* **PROBLEM REQUIREMENTS**
The expected output is each line in the data below that includes the string "self".

(THE RECORDS)

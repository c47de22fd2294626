//! Train type endpoints: `POST /api/train-types`, `GET /api/train-types`.

use crate::catalog::{self, NewTrainType, TrainType};
use crate::error::AppError;
use crate::server::state::AppState;
use axum::{Json, extract::State, http::StatusCode};

/// Create a train type.
pub async fn create_train_type(
    State(state): State<AppState>,
    Json(request): Json<NewTrainType>,
) -> Result<(StatusCode, Json<TrainType>), AppError> {
    let train_type = catalog::create_train_type(&state.pool, &request).await?;
    Ok((StatusCode::CREATED, Json(train_type)))
}

/// List all train types.
pub async fn list_train_types(
    State(state): State<AppState>,
) -> Result<Json<Vec<TrainType>>, AppError> {
    Ok(Json(catalog::list_train_types(&state.pool).await?))
}
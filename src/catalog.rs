//! Reference data store: stations, routes, crews, train types, trains and
//! journeys.
//!
//! Plain create/list persistence with no invariants beyond foreign-key
//! integrity, which the schema enforces (deletes cascade to dependents).
//! Neither `source != destination` on routes nor `departure < arrival` on
//! journeys is checked; both are open product questions and the store stays
//! permissive until they are settled.

use crate::types::{CrewId, JourneyId, RouteId, StationId, TrainId, TrainTypeId};
use chrono::{DateTime, Utc};
use serde::{Deserialize, Serialize};
use sqlx::PgPool;

// ============================================================================
// Stations
// ============================================================================

/// A railway station.
#[derive(Debug, Clone, Serialize, sqlx::FromRow)]
pub struct Station {
    /// Station id.
    pub id: StationId,
    /// Station name.
    pub name: String,
    /// Latitude in degrees.
    pub latitude: f64,
    /// Longitude in degrees.
    pub longitude: f64,
}

/// Payload for creating a station.
#[derive(Debug, Deserialize)]
pub struct NewStation {
    /// Station name.
    pub name: String,
    /// Latitude in degrees.
    pub latitude: f64,
    /// Longitude in degrees.
    pub longitude: f64,
}

/// Insert a station.
///
/// # Errors
///
/// Returns a database error on store failure.
pub async fn create_station(pool: &PgPool, station: &NewStation) -> sqlx::Result<Station> {
    sqlx::query_as(
        "INSERT INTO stations (name, latitude, longitude)
         VALUES ($1, $2, $3)
         RETURNING id, name, latitude, longitude",
    )
    .bind(&station.name)
    .bind(station.latitude)
    .bind(station.longitude)
    .fetch_one(pool)
    .await
}

/// List all stations.
///
/// # Errors
///
/// Returns a database error on store failure.
pub async fn list_stations(pool: &PgPool) -> sqlx::Result<Vec<Station>> {
    sqlx::query_as("SELECT id, name, latitude, longitude FROM stations ORDER BY id")
        .fetch_all(pool)
        .await
}

// ============================================================================
// Crews
// ============================================================================

/// A crew member.
#[derive(Debug, Clone, Serialize, sqlx::FromRow)]
pub struct Crew {
    /// Crew member id.
    pub id: CrewId,
    /// First name.
    pub first_name: String,
    /// Last name.
    pub last_name: String,
}

impl Crew {
    /// Display form, `"{first_name} {last_name}"`.
    #[must_use]
    pub fn full_name(&self) -> String {
        format!("{} {}", self.first_name, self.last_name)
    }
}

/// Payload for creating a crew member.
#[derive(Debug, Deserialize)]
pub struct NewCrew {
    /// First name.
    pub first_name: String,
    /// Last name.
    pub last_name: String,
}

/// Insert a crew member.
///
/// # Errors
///
/// Returns a database error on store failure.
pub async fn create_crew(pool: &PgPool, crew: &NewCrew) -> sqlx::Result<Crew> {
    sqlx::query_as(
        "INSERT INTO crews (first_name, last_name)
         VALUES ($1, $2)
         RETURNING id, first_name, last_name",
    )
    .bind(&crew.first_name)
    .bind(&crew.last_name)
    .fetch_one(pool)
    .await
}

/// List all crew members.
///
/// # Errors
///
/// Returns a database error on store failure.
pub async fn list_crews(pool: &PgPool) -> sqlx::Result<Vec<Crew>> {
    sqlx::query_as("SELECT id, first_name, last_name FROM crews ORDER BY id")
        .fetch_all(pool)
        .await
}

// ============================================================================
// Train types
// ============================================================================

/// A train classification (express, freight, ...).
#[derive(Debug, Clone, Serialize, sqlx::FromRow)]
pub struct TrainType {
    /// Train type id.
    pub id: TrainTypeId,
    /// Type name.
    pub name: String,
}

/// Payload for creating a train type.
#[derive(Debug, Deserialize)]
pub struct NewTrainType {
    /// Type name.
    pub name: String,
}

/// Insert a train type.
///
/// # Errors
///
/// Returns a database error on store failure.
pub async fn create_train_type(pool: &PgPool, train_type: &NewTrainType) -> sqlx::Result<TrainType> {
    sqlx::query_as("INSERT INTO train_types (name) VALUES ($1) RETURNING id, name")
        .bind(&train_type.name)
        .fetch_one(pool)
        .await
}

/// List all train types.
///
/// # Errors
///
/// Returns a database error on store failure.
pub async fn list_train_types(pool: &PgPool) -> sqlx::Result<Vec<TrainType>> {
    sqlx::query_as("SELECT id, name FROM train_types ORDER BY id")
        .fetch_all(pool)
        .await
}

// ============================================================================
// Trains
// ============================================================================

/// A train and its physical seat layout.
#[derive(Debug, Clone, Serialize, sqlx::FromRow)]
pub struct Train {
    /// Train id.
    pub id: TrainId,
    /// Train name.
    pub name: String,
    /// Number of cargo compartments.
    pub cargo_count: i32,
    /// Seats per compartment.
    pub places_in_cargo: i32,
    /// Optional classification.
    #[sqlx(rename = "train_type_id")]
    pub train_type: Option<TrainTypeId>,
}

/// Payload for creating a train.
#[derive(Debug, Deserialize)]
pub struct NewTrain {
    /// Train name.
    pub name: String,
    /// Number of cargo compartments.
    pub cargo_count: i32,
    /// Seats per compartment.
    pub places_in_cargo: i32,
    /// Optional classification.
    #[serde(default)]
    pub train_type: Option<TrainTypeId>,
}

/// Insert a train.
///
/// # Errors
///
/// Returns a database error on store failure, including foreign-key
/// violations for an unknown train type.
pub async fn create_train(pool: &PgPool, train: &NewTrain) -> sqlx::Result<Train> {
    sqlx::query_as(
        "INSERT INTO trains (name, cargo_count, places_in_cargo, train_type_id)
         VALUES ($1, $2, $3, $4)
         RETURNING id, name, cargo_count, places_in_cargo, train_type_id",
    )
    .bind(&train.name)
    .bind(train.cargo_count)
    .bind(train.places_in_cargo)
    .bind(train.train_type)
    .fetch_one(pool)
    .await
}

/// List trains, optionally restricted to the given train types.
///
/// # Errors
///
/// Returns a database error on store failure.
pub async fn list_trains(pool: &PgPool, train_types: Option<&[i64]>) -> sqlx::Result<Vec<Train>> {
    match train_types {
        Some(ids) => {
            sqlx::query_as(
                "SELECT id, name, cargo_count, places_in_cargo, train_type_id
                 FROM trains
                 WHERE train_type_id = ANY($1)
                 ORDER BY id",
            )
            .bind(ids)
            .fetch_all(pool)
            .await
        }
        None => {
            sqlx::query_as(
                "SELECT id, name, cargo_count, places_in_cargo, train_type_id
                 FROM trains
                 ORDER BY id",
            )
            .fetch_all(pool)
            .await
        }
    }
}

/// Fetch a single train.
///
/// # Errors
///
/// Returns a database error on store failure.
pub async fn get_train(pool: &PgPool, id: TrainId) -> sqlx::Result<Option<Train>> {
    sqlx::query_as(
        "SELECT id, name, cargo_count, places_in_cargo, train_type_id
         FROM trains
         WHERE id = $1",
    )
    .bind(id)
    .fetch_optional(pool)
    .await
}

// ============================================================================
// Routes
// ============================================================================

/// A route between two stations, with station names resolved for display.
#[derive(Debug, Clone, Serialize, sqlx::FromRow)]
pub struct Route {
    /// Route id.
    pub id: RouteId,
    /// Source station name.
    pub source: String,
    /// Destination station name.
    pub destination: String,
    /// Distance between the stations.
    pub distance: f64,
}

/// Payload for creating a route, referencing stations by id.
#[derive(Debug, Deserialize)]
pub struct NewRoute {
    /// Source station.
    pub source: StationId,
    /// Destination station.
    pub destination: StationId,
    /// Distance between the stations.
    pub distance: f64,
}

const ROUTE_SELECT: &str = "SELECT r.id,
        s.name AS source,
        d.name AS destination,
        r.distance
 FROM routes r
 JOIN stations s ON s.id = r.source_id
 JOIN stations d ON d.id = r.destination_id";

/// Insert a route.
///
/// # Errors
///
/// Returns a database error on store failure, including foreign-key
/// violations for unknown stations.
pub async fn create_route(pool: &PgPool, route: &NewRoute) -> sqlx::Result<Route> {
    let (id,): (RouteId,) = sqlx::query_as(
        "INSERT INTO routes (source_id, destination_id, distance)
         VALUES ($1, $2, $3)
         RETURNING id",
    )
    .bind(route.source)
    .bind(route.destination)
    .bind(route.distance)
    .fetch_one(pool)
    .await?;

    sqlx::query_as(&format!("{ROUTE_SELECT} WHERE r.id = $1"))
        .bind(id)
        .fetch_one(pool)
        .await
}

/// List routes, optionally restricted to the given source stations.
///
/// # Errors
///
/// Returns a database error on store failure.
pub async fn list_routes(pool: &PgPool, sources: Option<&[i64]>) -> sqlx::Result<Vec<Route>> {
    match sources {
        Some(ids) => {
            sqlx::query_as(&format!(
                "{ROUTE_SELECT} WHERE r.source_id = ANY($1) ORDER BY r.id"
            ))
            .bind(ids)
            .fetch_all(pool)
            .await
        }
        None => {
            sqlx::query_as(&format!("{ROUTE_SELECT} ORDER BY r.id"))
                .fetch_all(pool)
                .await
        }
    }
}

// ============================================================================
// Journeys
// ============================================================================

/// A journey in its write representation: foreign keys, not display forms.
#[derive(Debug, Clone, Serialize)]
pub struct Journey {
    /// Journey id.
    pub id: JourneyId,
    /// Route the journey runs over.
    pub route: RouteId,
    /// Train assigned to the journey.
    pub train: TrainId,
    /// Scheduled departure.
    pub departure_time: DateTime<Utc>,
    /// Scheduled arrival.
    pub arrival_time: DateTime<Utc>,
    /// Assigned crew members.
    pub crew: Vec<CrewId>,
}

/// Payload for creating a journey.
#[derive(Debug, Deserialize)]
pub struct NewJourney {
    /// Route the journey runs over.
    pub route: RouteId,
    /// Train assigned to the journey.
    pub train: TrainId,
    /// Scheduled departure.
    pub departure_time: DateTime<Utc>,
    /// Scheduled arrival.
    pub arrival_time: DateTime<Utc>,
    /// Assigned crew members.
    #[serde(default)]
    pub crew: Vec<CrewId>,
}

/// Insert a journey together with its crew assignments, atomically.
///
/// # Errors
///
/// Returns a database error on store failure, including foreign-key
/// violations for unknown routes, trains or crew members.
pub async fn create_journey(pool: &PgPool, journey: &NewJourney) -> sqlx::Result<Journey> {
    let mut tx = pool.begin().await?;

    let (id,): (JourneyId,) = sqlx::query_as(
        "INSERT INTO journeys (route_id, train_id, departure_time, arrival_time)
         VALUES ($1, $2, $3, $4)
         RETURNING id",
    )
    .bind(journey.route)
    .bind(journey.train)
    .bind(journey.departure_time)
    .bind(journey.arrival_time)
    .fetch_one(&mut *tx)
    .await?;

    for crew in &journey.crew {
        sqlx::query("INSERT INTO journey_crew (journey_id, crew_id) VALUES ($1, $2)")
            .bind(id)
            .bind(crew)
            .execute(&mut *tx)
            .await?;
    }

    tx.commit().await?;

    Ok(Journey {
        id,
        route: journey.route,
        train: journey.train,
        departure_time: journey.departure_time,
        arrival_time: journey.arrival_time,
        crew: journey.crew.clone(),
    })
}
//! # 图标转换模块（icon）
//!
//! ## 设计思路
//!
//! 该模块将“源图加载 → 圆角蒙版 → 多尺寸重采样 → ICO 编码 → 原子写入”
//! 按职责拆分为多个子模块，避免单文件膨胀与耦合。
//!
//! - `converter`：编排整条处理流水线与批量转换
//! - `loader`：负责文件/内存加载、签名校验与解码
//! - `mask`：圆角蒙版
//! - `resize`：高质量缩放
//! - `encoder`：ICO 容器拼装，`bmp` 负责 8 位条目
//! - `directory`：ICONDIR / ICONDIRENTRY 读写
//! - `writer`：临时文件 + rename 的原子写入
//! - `preview`：圆角预览图
//! - `config/error/source`：配置、错误、中间数据模型
//!
//! ## 新同事快速上手
//!
//! ```text
//! main.rs（CLI 参数 → ConversionRequest）
//!    ↓
//! converter.rs（配置快照 + 阶段耗时日志）
//!    ├─ loader.rs（体积/签名/像素上限 + 解码）
//!    ├─ mask.rs（radius > 0 时替换 Alpha）
//!    ├─ encoder.rs（resize.rs 缩放 → PNG / bmp.rs → 目录 + 数据）
//!    └─ writer.rs（全部编码成功后再落盘）
//!    ↓
//! BatchReport / AppError
//! ```
//!
//! ## 分层职责建议
//!
//! - 配置与策略变更优先改 `config.rs`
//! - ICO 字节布局相关问题优先看 `encoder.rs` 与 `directory.rs`
//! - 业务流程顺序变更优先改 `converter.rs`

mod bmp;
mod config;
mod converter;
mod directory;
mod encoder;
mod error;
mod loader;
mod mask;
mod preview;
mod resize;
mod source;
mod writer;

pub use bmp::{ALPHA_MASK_THRESHOLD, encode_palettized};
pub use config::{
    ConvertConfig, DEFAULT_MAX_FILE_SIZE, DEFAULT_PREVIEW_EDGE, EncodeOptions, PngCompression,
    ResizeQuality,
};
pub use converter::{BatchReport, EncodedIcon, FileOutcome, IconConverter, prepare_sizes};
pub use directory::{
    ICONDIR_SIZE, ICONDIRENTRY_SIZE, IcoDirectory, IcoDirectoryEntry, RESOURCE_TYPE_ICON,
};
pub use encoder::{encode_ico, encode_ico_per_size, encode_png};
pub use error::IconError;
pub use loader::{SUPPORTED_EXTENSIONS, is_supported_extension, load_source};
pub use mask::{apply_rounded_corners, clamp_radius, rounded_rect_mask};
pub use preview::{fit_within, render_preview};
pub use resize::{resample, resize_exact};
pub use source::{
    BitDepth, ConversionRequest, IconSizes, ImageSource, MAX_ICON_SIZE, OutputMode, RasterImage,
    STANDARD_SIZES,
};
pub use writer::{output_path, write_atomic};
//! # ICO 编码器
//!
//! ## 设计思路
//!
//! 编码器只做一件事：把一张源图按请求的尺寸逐个重采样、编码为条目数据，
//! 再拼装成完整的 ICO 字节流。编码器不写文件，输出全部缓冲在内存中，
//! 持久化由调用方负责。
//!
//! ## 实现思路
//!
//! 1. 8 位模式下先检查 256 尺寸，直接拒绝，不做任何缩放
//! 2. 按尺寸顺序缩放并编码：32 位写 PNG，8 位写调色板 BMP
//! 3. 偏移 = 6 + 16 * count + 之前所有条目数据长度之和
//! 4. 头、目录、数据依次拼接

use image::codecs::png::{self, PngEncoder};
use image::{ExtendedColorType, ImageEncoder};

use super::directory::{self, ICONDIR_SIZE, ICONDIRENTRY_SIZE, IcoDirectoryEntry};
use super::{
    BitDepth, EncodeOptions, IconError, IconSizes, MAX_ICON_SIZE, PngCompression, RasterImage,
    bmp, resize,
};

/// 将源图编码为包含所有尺寸的 ICO 字节流。
///
/// # 示例
/// ```rust
/// use iconforge::icon::{encode_ico, BitDepth, EncodeOptions, IcoDirectory, IconSizes, RasterImage};
///
/// let source = RasterImage::from_rgba(64, 64, vec![200; 64 * 64 * 4])?;
/// let sizes = IconSizes::new([16, 32])?;
/// let bytes = encode_ico(&source, &sizes, BitDepth::ThirtyTwo, &EncodeOptions::default())?;
///
/// let directory = IcoDirectory::parse(&bytes)?;
/// assert_eq!(directory.len(), 2);
/// assert_eq!(directory.end_offset(), bytes.len() as u64);
/// # Ok::<(), iconforge::icon::IconError>(())
/// ```
pub fn encode_ico(
    source: &RasterImage,
    sizes: &IconSizes,
    bit_depth: BitDepth,
    options: &EncodeOptions,
) -> Result<Vec<u8>, IconError> {
    if bit_depth == BitDepth::Eight && sizes.contains(MAX_ICON_SIZE) {
        return Err(IconError::UnsupportedSizeForBitDepth {
            size: MAX_ICON_SIZE,
            bits: bit_depth.bits_per_pixel(),
        });
    }

    let count = u16::try_from(sizes.len())
        .map_err(|_| IconError::InvalidInput(format!("条目数量过多：{}", sizes.len())))?;

    let mut payloads: Vec<(u32, Vec<u8>)> = Vec::with_capacity(sizes.len());
    for size in sizes.iter() {
        let resized = resize::resample(source, size, options.quality)?;
        let payload = match bit_depth {
            BitDepth::ThirtyTwo => encode_png(&resized, options.png_compression)?,
            BitDepth::Eight => bmp::encode_palettized(&resized)?,
        };
        log::debug!(
            "🧩 条目编码完成 - 尺寸: {}x{} 色深: {} 字节: {}",
            size,
            size,
            bit_depth.bits_per_pixel(),
            payload.len()
        );
        payloads.push((size, payload));
    }

    let table_end = ICONDIR_SIZE + ICONDIRENTRY_SIZE * payloads.len();
    let total = table_end + payloads.iter().map(|(_, p)| p.len()).sum::<usize>();
    let total_u32 = u32::try_from(total)
        .map_err(|_| IconError::EncodeFailure(format!("ICO 数据超过 4GB：{} 字节", total)))?;

    let mut out = Vec::with_capacity(total);
    directory::write_header(&mut out, count);

    let mut offset = table_end as u32;
    for (size, payload) in &payloads {
        let entry = IcoDirectoryEntry {
            width: *size,
            height: *size,
            color_count: 0,
            planes: 1,
            bits_per_pixel: bit_depth.bits_per_pixel(),
            bytes_in_res: payload.len() as u32,
            image_offset: offset,
        };
        entry.write_to(&mut out);
        offset += entry.bytes_in_res;
    }
    debug_assert_eq!(out.len(), table_end);

    for (_, payload) in &payloads {
        out.extend_from_slice(payload);
    }
    debug_assert_eq!(offset, total_u32);
    debug_assert_eq!(out.len(), total);

    log::info!(
        "📦 ICO 编码完成 - 条目: {} 色深: {} 总字节: {}",
        count,
        bit_depth.bits_per_pixel(),
        out.len()
    );

    Ok(out)
}

/// 每个尺寸单独编码为只含一个条目的 ICO。
pub fn encode_ico_per_size(
    source: &RasterImage,
    sizes: &IconSizes,
    bit_depth: BitDepth,
    options: &EncodeOptions,
) -> Result<Vec<(u32, Vec<u8>)>, IconError> {
    if bit_depth == BitDepth::Eight && sizes.contains(MAX_ICON_SIZE) {
        return Err(IconError::UnsupportedSizeForBitDepth {
            size: MAX_ICON_SIZE,
            bits: bit_depth.bits_per_pixel(),
        });
    }

    sizes
        .iter()
        .map(|size| {
            let single = IconSizes::single(size)?;
            Ok((size, encode_ico(source, &single, bit_depth, options)?))
        })
        .collect()
}

/// 将 RGBA 图像编码为 PNG 字节。
pub fn encode_png(image: &RasterImage, compression: PngCompression) -> Result<Vec<u8>, IconError> {
    let (width, height) = image.dimensions();
    let mut buf = Vec::new();

    let encoder =
        PngEncoder::new_with_quality(&mut buf, compression.to_image(), png::FilterType::Adaptive);
    encoder
        .write_image(
            image.as_rgba().as_raw(),
            width,
            height,
            ExtendedColorType::Rgba8,
        )
        .map_err(|e| IconError::EncodeFailure(format!("PNG 编码失败：{}", e)))?;

    Ok(buf)
}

(End THE RECORDS)

* **SOLUTION TO THE PROBLEM**
use crate::catalog::{self, NewTrainType, TrainType};
    pub fn full_name(&self) -> String {
        format!("{} {}", self.first_name, self.last_name)
use image::codecs::png::{self, PngEncoder};
use super::directory::{self, ICONDIR_SIZE, ICONDIRENTRY_SIZE, IcoDirectoryEntry};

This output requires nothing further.